*TASK DESCRIPTION:* Look through the data below. Collect every line where the word "reasons" occurs.

[Collected data]
- - -
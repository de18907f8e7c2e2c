use axum::body::Body;
use axum::extract::State;
use axum::http::{HeaderMap, Request, StatusCode};
use axum::middleware::Next;
use axum::response::{IntoResponse, Response};

use crate::response::json_error;
use crate::state::AppState;

pub const ADMIN_TOKEN_HEADER: &str = "x-admin-token";

fn extract_admin_token(headers: &HeaderMap) -> Option<&str> {
    headers
        .get(ADMIN_TOKEN_HEADER)?
        .to_str()
        .ok()
        .map(str::trim)
        .filter(|v| !v.is_empty())
}

/// Compares without short-circuiting on the first differing byte.
fn tokens_match(expected: &str, given: &str) -> bool {
    let (a, b) = (expected.as_bytes(), given.as_bytes());
    if a.len() != b.len() {
        return false;
    }
    a.iter().zip(b).fold(0u8, |acc, (x, y)| acc | (x ^ y)) == 0
}

pub async fn require_admin(
    State(state): State<AppState>,
    req: Request<Body>,
    next: Next,
) -> Response {
    let Some(expected) = state.config().admin_token.as_deref() else {
        return json_error(
            StatusCode::SERVICE_UNAVAILABLE,
            "ADMIN_DISABLED",
            "Admin API is not configured",
        )
        .into_response();
    };

    let Some(token) = extract_admin_token(req.headers()) else {
        return json_error(StatusCode::UNAUTHORIZED, "UNAUTHORIZED", "Missing admin token")
            .into_response();
    };

    if !tokens_match(expected, token) {
        tracing::warn!("rejected admin request with invalid token");
        return json_error(StatusCode::FORBIDDEN, "FORBIDDEN", "Invalid admin token")
            .into_response();
    }

    next.run(req).await
}
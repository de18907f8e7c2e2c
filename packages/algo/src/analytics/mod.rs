//! Learning Analytics
//!
//! Everything here is derived from the per-item counters the scheduler
//! maintains:
//!
//! - accuracy and mastery level per item
//! - estimated retention (exponential forgetting anchored so recall is
//!   90% when the item comes due)
//! - weakness scoring and detection
//! - per-topic breakdown, overall progress summary and study streaks

use std::collections::BTreeMap;

use rayon::prelude::*;

use crate::sanitize::{clamp_unit, sanitize_ease_factor};
use crate::types::{
    ItemStats, MasteryLevel, ProgressSummary, StreakInfo, TopicSummary, Weakness, WeaknessConfig,
    WeaknessReason, DAY_MS, DEFAULT_EASE_FACTOR, MASTERY_ACCURACY, MASTERY_INTERVAL_DAYS,
    MIN_EASE_FACTOR, TARGET_RETENTION,
};

const LOW_ACCURACY: f64 = 0.6;
const LOW_EASE: f64 = 1.8;
const REPEATED_LAPSES: u32 = 3;

/// Day number since the Unix epoch (UTC)
pub fn day_index(ms: i64) -> i64 {
    ms.div_euclid(DAY_MS)
}

pub fn accuracy(correct: u32, incorrect: u32) -> Option<f64> {
    let total = correct as u64 + incorrect as u64;
    if total == 0 {
        return None;
    }
    Some(correct as f64 / total as f64)
}

pub fn item_accuracy(item: &ItemStats) -> Option<f64> {
    accuracy(item.state.correct_count, item.state.incorrect_count)
}

pub fn mastery_level(item: &ItemStats) -> MasteryLevel {
    let state = &item.state;
    if state.is_new() {
        return MasteryLevel::New;
    }

    let acc = item_accuracy(item).unwrap_or(0.0);
    if state.interval_days >= MASTERY_INTERVAL_DAYS && acc >= MASTERY_ACCURACY {
        MasteryLevel::Mastered
    } else if state.repetitions < 2 || state.interval_days < 6 {
        MasteryLevel::Learning
    } else {
        MasteryLevel::Reviewing
    }
}

/// Items without a due date are treated as due immediately.
pub fn is_due(item: &ItemStats, now_ms: i64) -> bool {
    item.next_review_ms.map_or(true, |due| due <= now_ms)
}

/// Due for more than a full day
pub fn is_overdue(item: &ItemStats, now_ms: i64) -> bool {
    item.next_review_ms
        .is_some_and(|due| due <= now_ms.saturating_sub(DAY_MS))
}

pub fn estimated_retention(item: &ItemStats, now_ms: i64) -> f64 {
    let Some(last) = item.last_reviewed_ms else {
        return 1.0;
    };
    let interval = item.state.interval_days.max(1) as f64;
    let elapsed_days = now_ms.saturating_sub(last).max(0) as f64 / DAY_MS as f64;
    clamp_unit(TARGET_RETENTION.powf(elapsed_days / interval))
}

pub fn weakness_score(item: &ItemStats, now_ms: i64, config: &WeaknessConfig) -> f64 {
    let error_rate = item_accuracy(item).map_or(0.0, |acc| 1.0 - acc);
    let ease = sanitize_ease_factor(item.state.ease_factor);
    let ease_penalty = clamp_unit((DEFAULT_EASE_FACTOR - ease) / (DEFAULT_EASE_FACTOR - MIN_EASE_FACTOR));
    let forgetting = 1.0 - estimated_retention(item, now_ms);

    let weight_sum = config.error_weight + config.ease_weight + config.forgetting_weight;
    if weight_sum <= 0.0 || !weight_sum.is_finite() {
        return 0.0;
    }

    clamp_unit(
        (config.error_weight * error_rate
            + config.ease_weight * ease_penalty
            + config.forgetting_weight * forgetting)
            / weight_sum,
    )
}

/// Scores one item and returns it when it qualifies as a weakness.
pub fn evaluate_item(item: &ItemStats, now_ms: i64, config: &WeaknessConfig) -> Option<Weakness> {
    if item.state.attempts() < config.min_attempts {
        return None;
    }

    let score = weakness_score(item, now_ms, config);
    if score < config.threshold {
        return None;
    }

    let accuracy = item_accuracy(item).unwrap_or(0.0);
    let ease_factor = sanitize_ease_factor(item.state.ease_factor);
    let retention = estimated_retention(item, now_ms);

    let mut reasons = Vec::new();
    if accuracy < LOW_ACCURACY {
        reasons.push(WeaknessReason::LowAccuracy);
    }
    if ease_factor < LOW_EASE {
        reasons.push(WeaknessReason::LowEase);
    }
    if is_overdue(item, now_ms) {
        reasons.push(WeaknessReason::Overdue);
    }
    if item.state.incorrect_count >= REPEATED_LAPSES {
        reasons.push(WeaknessReason::RepeatedLapses);
    }

    Some(Weakness {
        item_id: item.item_id.clone(),
        topic: item.topic.clone(),
        score,
        accuracy,
        ease_factor,
        retention,
        reasons,
    })
}

pub fn detect_weaknesses(
    items: &[ItemStats],
    now_ms: i64,
    config: &WeaknessConfig,
) -> Vec<Weakness> {
    let mut weaknesses: Vec<Weakness> = items
        .par_iter()
        .filter_map(|item| evaluate_item(item, now_ms, config))
        .collect();

    weaknesses.sort_by(|a, b| {
        b.score
            .total_cmp(&a.score)
            .then_with(|| a.item_id.cmp(&b.item_id))
    });
    weaknesses.truncate(config.limit);
    weaknesses
}

#[derive(Default)]
struct TopicAccumulator {
    items: usize,
    correct: u64,
    incorrect: u64,
    mastered: usize,
    weak: usize,
    ease_sum: f64,
}

pub fn topic_breakdown(
    items: &[ItemStats],
    now_ms: i64,
    config: &WeaknessConfig,
) -> Vec<TopicSummary> {
    let mut topics: BTreeMap<&str, TopicAccumulator> = BTreeMap::new();

    for item in items {
        let acc = topics.entry(item.topic.as_str()).or_default();
        acc.items += 1;
        acc.correct += item.state.correct_count as u64;
        acc.incorrect += item.state.incorrect_count as u64;
        acc.ease_sum += sanitize_ease_factor(item.state.ease_factor);
        if mastery_level(item) == MasteryLevel::Mastered {
            acc.mastered += 1;
        }
        if evaluate_item(item, now_ms, config).is_some() {
            acc.weak += 1;
        }
    }

    let mut summaries: Vec<TopicSummary> = topics
        .into_iter()
        .map(|(topic, acc)| {
            let attempts = acc.correct + acc.incorrect;
            TopicSummary {
                topic: topic.to_string(),
                items: acc.items,
                attempts,
                accuracy: (attempts > 0).then(|| acc.correct as f64 / attempts as f64),
                mastered: acc.mastered,
                weak: acc.weak,
                average_ease: acc.ease_sum / acc.items as f64,
            }
        })
        .collect();

    // weakest first, unattempted topics last
    summaries.sort_by(|a, b| match (a.accuracy, b.accuracy) {
        (Some(x), Some(y)) => x.total_cmp(&y).then_with(|| a.topic.cmp(&b.topic)),
        (Some(_), None) => std::cmp::Ordering::Less,
        (None, Some(_)) => std::cmp::Ordering::Greater,
        (None, None) => a.topic.cmp(&b.topic),
    });
    summaries
}

pub fn summarize(items: &[ItemStats], now_ms: i64, config: &WeaknessConfig) -> ProgressSummary {
    let mut summary = ProgressSummary {
        total_items: items.len(),
        ..ProgressSummary::default()
    };

    let mut correct: u64 = 0;
    let mut reviewed = 0usize;
    let mut ease_sum = 0.0;
    let mut retention_sum = 0.0;

    for item in items {
        match mastery_level(item) {
            MasteryLevel::New => summary.new_items += 1,
            MasteryLevel::Learning => summary.learning_items += 1,
            MasteryLevel::Reviewing => summary.reviewing_items += 1,
            MasteryLevel::Mastered => summary.mastered_items += 1,
        }
        if is_due(item, now_ms) {
            summary.due_now += 1;
        }
        if is_overdue(item, now_ms) {
            summary.overdue += 1;
        }
        if evaluate_item(item, now_ms, config).is_some() {
            summary.weak_items += 1;
        }

        summary.total_attempts += item.state.attempts() as u64;
        correct += item.state.correct_count as u64;

        if !item.state.is_new() {
            reviewed += 1;
            ease_sum += sanitize_ease_factor(item.state.ease_factor);
            retention_sum += estimated_retention(item, now_ms);
        }
    }

    if summary.total_attempts > 0 {
        summary.accuracy = Some(correct as f64 / summary.total_attempts as f64);
    }
    if reviewed > 0 {
        summary.average_ease = Some(ease_sum / reviewed as f64);
        summary.average_retention = Some(retention_sum / reviewed as f64);
    }

    summary
}

/// `active_days` are day indices (see [`day_index`]); order and duplicates
/// do not matter, days after `today` are ignored.
pub fn study_streak(active_days: &[i64], today: i64) -> StreakInfo {
    let mut days: Vec<i64> = active_days.iter().copied().filter(|d| *d <= today).collect();
    days.sort_unstable();
    days.dedup();

    let Some(&last) = days.last() else {
        return StreakInfo::default();
    };

    let mut longest = 1u32;
    let mut run = 1u32;
    for pair in days.windows(2) {
        if pair[1] == pair[0] + 1 {
            run += 1;
        } else {
            run = 1;
        }
        longest = longest.max(run);
    }

    let current = if today - last <= 1 { run } else { 0 };

    StreakInfo {
        current,
        longest,
        active_today: last == today,
    }
}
- - -
*SOLUTION:*
    let mut reasons = Vec::new();
        reasons.push(WeaknessReason::LowAccuracy);
        reasons.push(WeaknessReason::LowEase);
        reasons.push(WeaknessReason::Overdue);
        reasons.push(WeaknessReason::RepeatedLapses);
        reasons,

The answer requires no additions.